Written by Mark Farrugia, Senior Microsoft Premier Field Engineer. A service catalog (or catalogue), as defined in Information Technology Infrastructure Library (ITIL) Service Design, is a list of services that an organization provides, often to its employees or customers. Each service within the catalogue typically includes:

  • A description of the service
  • Timeframes or service level agreement for fulfilling the service
  • Who is entitled to request/view the service
  • Costs (if any)
  • How to fulfill the service

Source: https://en.wikipedia.org/wiki/Service_catalog

The point of this article is not to go into the full definition of a Service Catalogue, but I do want to focus in on the first bullet defined above – A description of the service. The service description will define in plain language what the service does, what it depends on, which business unit owns it, support details, along with notification details. In addition, the service definition will define the criticality of the service, and its reporting, auditing and security requirements.

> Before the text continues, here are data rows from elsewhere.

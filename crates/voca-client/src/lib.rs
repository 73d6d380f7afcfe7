//! Voice-room client engine.
//!
//! A [`Session`] joins one room on a signaling relay and keeps a full mesh
//! of peer connections with everyone else in it. Audio capture, playback,
//! and the WebRTC stack itself are supplied by the host through
//! [`HostEnvironment`]; this crate does the coordination.
//!
//! ```no_run
//! # async fn run(host: std::sync::Arc<dyn voca_client::HostEnvironment>) -> voca_common::Result<()> {
//! use voca_client::{EventKind, Session, SessionEvent};
//! use voca_config::SessionConfig;
//!
//! let config = SessionConfig::default().with_server_url("https://voca.vc");
//! let session = Session::create_room(config, host).await?;
//! let _sub = session.on(EventKind::PeerJoined, |event| {
//!     if let SessionEvent::PeerJoined { peer_id } = event {
//!         println!("{peer_id} joined");
//!     }
//! });
//! session.connect().await?;
//! # Ok(())
//! # }
//! ```

pub mod audio;
pub mod codec;
pub mod endpoint;
pub mod events;
pub mod host;
pub mod media;
pub mod reconnect;
pub mod room;
pub mod transport;

mod channel;
mod peer;
mod session;

#[cfg(test)]
mod testing;

pub use audio::{level_from_spectrum, AudioMonitor};
pub use codec::{SignalMessage, SignalPayload};
pub use events::{ConnectionStatus, EventKind, SessionEvent, Warning};
pub use host::{HostEnvironment, HostLocation};
pub use peer::{NegotiationRole, PeerSnapshot};
pub use reconnect::{ReconnectPolicy, MAX_RECONNECT_DELAY};
pub use room::{request_room, CreatedRoom};
pub use session::Session;
pub use transport::{Connector, TungsteniteConnector};
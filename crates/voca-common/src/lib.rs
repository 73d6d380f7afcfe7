pub mod errors;
pub mod events;

pub use errors::{ConfigError, ErrorCode, VocaError};
pub use events::{EventBus, NamedEvent, Subscription};

pub type Result<T> = std::result::Result<T, VocaError>;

When it comes to System Center Operations Manager, the service description will be an Operations Manager administrator’s best friend. As I will post in another article, the true power of Operations Manager is the ability to delegate the console out, and by having all of your services pre-defined in a document, the delegation process will be made considerably easier.

Some major components that should be defined in the service catalogue are:

  • Service name (including any acronyms, aliases, nicknames etc.)

  • Service description

  • Service executive owner – What business division owns this service?

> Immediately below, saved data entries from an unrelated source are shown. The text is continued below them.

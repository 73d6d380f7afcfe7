//! Inbound signal handling.

use std::sync::Arc;

use tracing::{debug, info, warn};
use voca_common::{ErrorCode, VocaError};

use super::SessionInner;
use crate::audio::AudioMonitor;
use crate::codec::{SignalMessage, SignalPayload};
use crate::events::{SessionEvent, Warning};
use crate::media::{IceCandidate, MediaStream, MediaTrack, PeerConnection, SessionDescription};
use crate::peer::{self, NegotiationRole, PeerUnit};

impl SessionInner {
    /// Act on one decoded signal. Messages are handled one at a time, in
    /// arrival order.
    pub(super) async fn dispatch(&self, msg: SignalMessage) {
        let SignalMessage { from, payload } = msg;
        debug!(kind = payload.kind(), from = %from, "Signal received");

        match payload {
            SignalPayload::Welcome { version, peer_id } => {
                info!(?version, ?peer_id, "Signaling handshake complete");
                self.lock().local_peer_id = peer_id;
            }
            SignalPayload::Join { .. } => {
                if let Some(peer_id) = sender(&from, "join") {
                    self.add_peer(peer_id, NegotiationRole::Initiator, None).await;
                }
            }
            SignalPayload::Offer { sdp, .. } => {
                if let Some(peer_id) = sender(&from, "offer") {
                    self.add_peer(peer_id, NegotiationRole::Responder, Some(sdp)).await;
                }
            }
            SignalPayload::Answer { sdp, .. } => {
                let Some(connection) = self.connection_for(&from) else {
                    debug!(peer_id = %from, "Answer from unknown peer, ignoring");
                    return;
                };
                if let Err(e) = connection
                    .set_remote_description(SessionDescription::answer(sdp))
                    .await
                {
                    warn!(peer_id = %from, error = %e, "Failed to apply answer");
                    self.warn(Warning::new(
                        ErrorCode::ConnectionFailed,
                        format!("failed to apply answer from {from}: {e}"),
                    ));
                }
            }
            SignalPayload::Ice { candidate, .. } => {
                let Some(connection) = self.connection_for(&from) else {
                    debug!(peer_id = %from, "ICE candidate from unknown peer, ignoring");
                    return;
                };
                let candidate: IceCandidate = match serde_json::from_str(&candidate) {
                    Ok(candidate) => candidate,
                    Err(e) => {
                        warn!(peer_id = %from, error = %e, "Discarding malformed ICE candidate");
                        self.warn(Warning::new(
                            ErrorCode::InvalidMessage,
                            format!("malformed ICE candidate from {from}: {e}"),
                        ));
                        return;
                    }
                };
                if let Err(e) = connection.add_ice_candidate(candidate).await {
                    warn!(peer_id = %from, error = %e, "Failed to add ICE candidate");
                }
            }
            SignalPayload::Ping => {
                self.signals.send(&SignalMessage::pong());
            }
            SignalPayload::Leave { .. } => self.remove_peer(&from),
            SignalPayload::Error { code, message } => {
                let code = code.map_or(ErrorCode::Other("unknown".into()), ErrorCode::from);
                let message = message
                    .filter(|m| !m.is_empty())
                    .unwrap_or_else(|| code.default_message().to_string());
                warn!(code = %code, message = %message, "Signaling server reported an error");
                self.raise(VocaError::with_message(code, message));
            }
            SignalPayload::Hello { .. } | SignalPayload::Pong => {}
        }
    }

    fn connection_for(&self, peer_id: &str) -> Option<Arc<dyn PeerConnection>> {
        self.lock().peers.get(peer_id).map(PeerUnit::connection)
    }

    /// Create the unit for a peer, announce it, then run our half of the
    /// offer/answer exchange. A unit already registered under the same id
    /// is torn down and replaced.
    async fn add_peer(&self, peer_id: &str, role: NegotiationRole, remote_offer: Option<String>) {
        let (connection, events) = match self
            .host
            .peer_connections()
            .create(&self.config.ice_servers)
        {
            Ok(pair) => pair,
            Err(e) => {
                warn!(peer_id, error = %e, "Failed to create peer connection");
                self.warn(Warning::new(
                    ErrorCode::ConnectionFailed,
                    format!("could not create a connection for {peer_id}: {e}"),
                ));
                return;
            }
        };

        let local_stream = self.lock().local_stream.clone();
        if let Some(stream) = &local_stream {
            for track in stream.tracks() {
                connection.add_track(track, Arc::clone(stream));
            }
        }

        let mut unit = PeerUnit::new(peer_id.to_string(), role, Arc::clone(&connection));
        let me = self.me.clone();
        let track_peer = peer_id.to_string();
        unit.set_events_task(peer::forward_events(
            peer_id.to_string(),
            events,
            self.signals.clone(),
            move |track, stream| {
                if let Some(inner) = me.upgrade() {
                    inner.on_remote_track(&track_peer, track, stream);
                }
            },
        ));

        let replaced = {
            let mut state = self.lock();
            if state.closed {
                None
            } else {
                Some(state.peers.insert(peer_id.to_string(), unit))
            }
        };
        let Some(replaced) = replaced else {
            debug!(peer_id, "Session closed, dropping new peer");
            return;
        };
        if replaced.is_some() {
            debug!(peer_id, "Replacing existing peer");
        }
        drop(replaced);

        info!(peer_id, ?role, "Peer joined");
        self.emit(SessionEvent::PeerJoined {
            peer_id: peer_id.to_string(),
        });

        if self.lock().closed {
            return;
        }
        if let Err(e) =
            peer::negotiate(&connection, peer_id, role, remote_offer, &self.signals).await
        {
            warn!(peer_id, ?role, error = %e, "Negotiation failed");
            self.warn(Warning::new(
                ErrorCode::ConnectionFailed,
                format!("negotiation with {peer_id} failed: {e}"),
            ));
        }
    }

    fn remove_peer(&self, peer_id: &str) {
        let removed = self.lock().peers.remove(peer_id);
        let Some(unit) = removed else {
            debug!(peer_id, "Leave for unknown peer, ignoring");
            return;
        };
        drop(unit);
        info!(peer_id, "Peer left");
        self.emit(SessionEvent::PeerLeft {
            peer_id: peer_id.to_string(),
        });
    }

    fn on_remote_track(
        &self,
        peer_id: &str,
        track: Arc<dyn MediaTrack>,
        stream: Arc<dyn MediaStream>,
    ) {
        if !self.lock().peers.contains_key(peer_id) {
            debug!(peer_id, "Track for unknown peer, ignoring");
            return;
        }

        // Host audio hooks may call back into the session: no lock here.
        let graph = self.host.audio_graph();
        let me = self.me.clone();
        let level_peer = peer_id.to_string();
        let monitor = AudioMonitor::start(
            graph.analyser(&stream),
            self.host.frame_interval(),
            move |level| {
                if let Some(inner) = me.upgrade() {
                    inner.on_peer_level(&level_peer, level);
                }
            },
        );
        let output = graph.play(&stream);

        let attached = {
            let mut state = self.lock();
            match state.peers.get_mut(peer_id) {
                Some(unit) => Ok(unit.attach_remote(Arc::clone(&stream), monitor, output)),
                None => Err((monitor, output)),
            }
        };
        match attached {
            Ok(previous) => previous.release(),
            Err((mut monitor, output)) => {
                debug!(peer_id, "Peer left while its audio was being attached");
                monitor.stop();
                output.disconnect();
                return;
            }
        }

        info!(peer_id, track_id = %track.id(), "Remote audio attached");
        self.emit(SessionEvent::Track {
            peer_id: peer_id.to_string(),
            track,
            stream,
        });
    }

    fn on_peer_level(&self, peer_id: &str, level: f32) {
        {
            let mut state = self.lock();
            let Some(unit) = state.peers.get_mut(peer_id) else {
                return;
            };
            unit.set_audio_level(level);
        }
        self.emit(SessionEvent::PeerAudioLevel {
            peer_id: peer_id.to_string(),
            level,
        });
    }
}

/// The relay stamps every forwarded message with its sender. A message
/// without one cannot be routed to a peer.
fn sender<'a>(from: &'a str, kind: &str) -> Option<&'a str> {
    if from.is_empty() {
        warn!(kind, "Signal without sender, ignoring");
        None
    } else {
        Some(from)
    }
}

  • Operational support staff and contact details (email, IM, cell phone, etc.)

  • Escalation Points and contact details (email, IM, cell phone, etc.)

  • Service dependencies (does it rely on other services, reference them in the catalogue)

  • Dependent services (what depends on this service?)

  • Service level agreements

  • Reporting and intended recipients

  • Intended run time of the service (24/7?) – scheduled maintenance windows?

  • Is there a compliance requirement to retain the security logs?

  • Monitoring requirements (services, logs, events, configuration data, processes, etc.)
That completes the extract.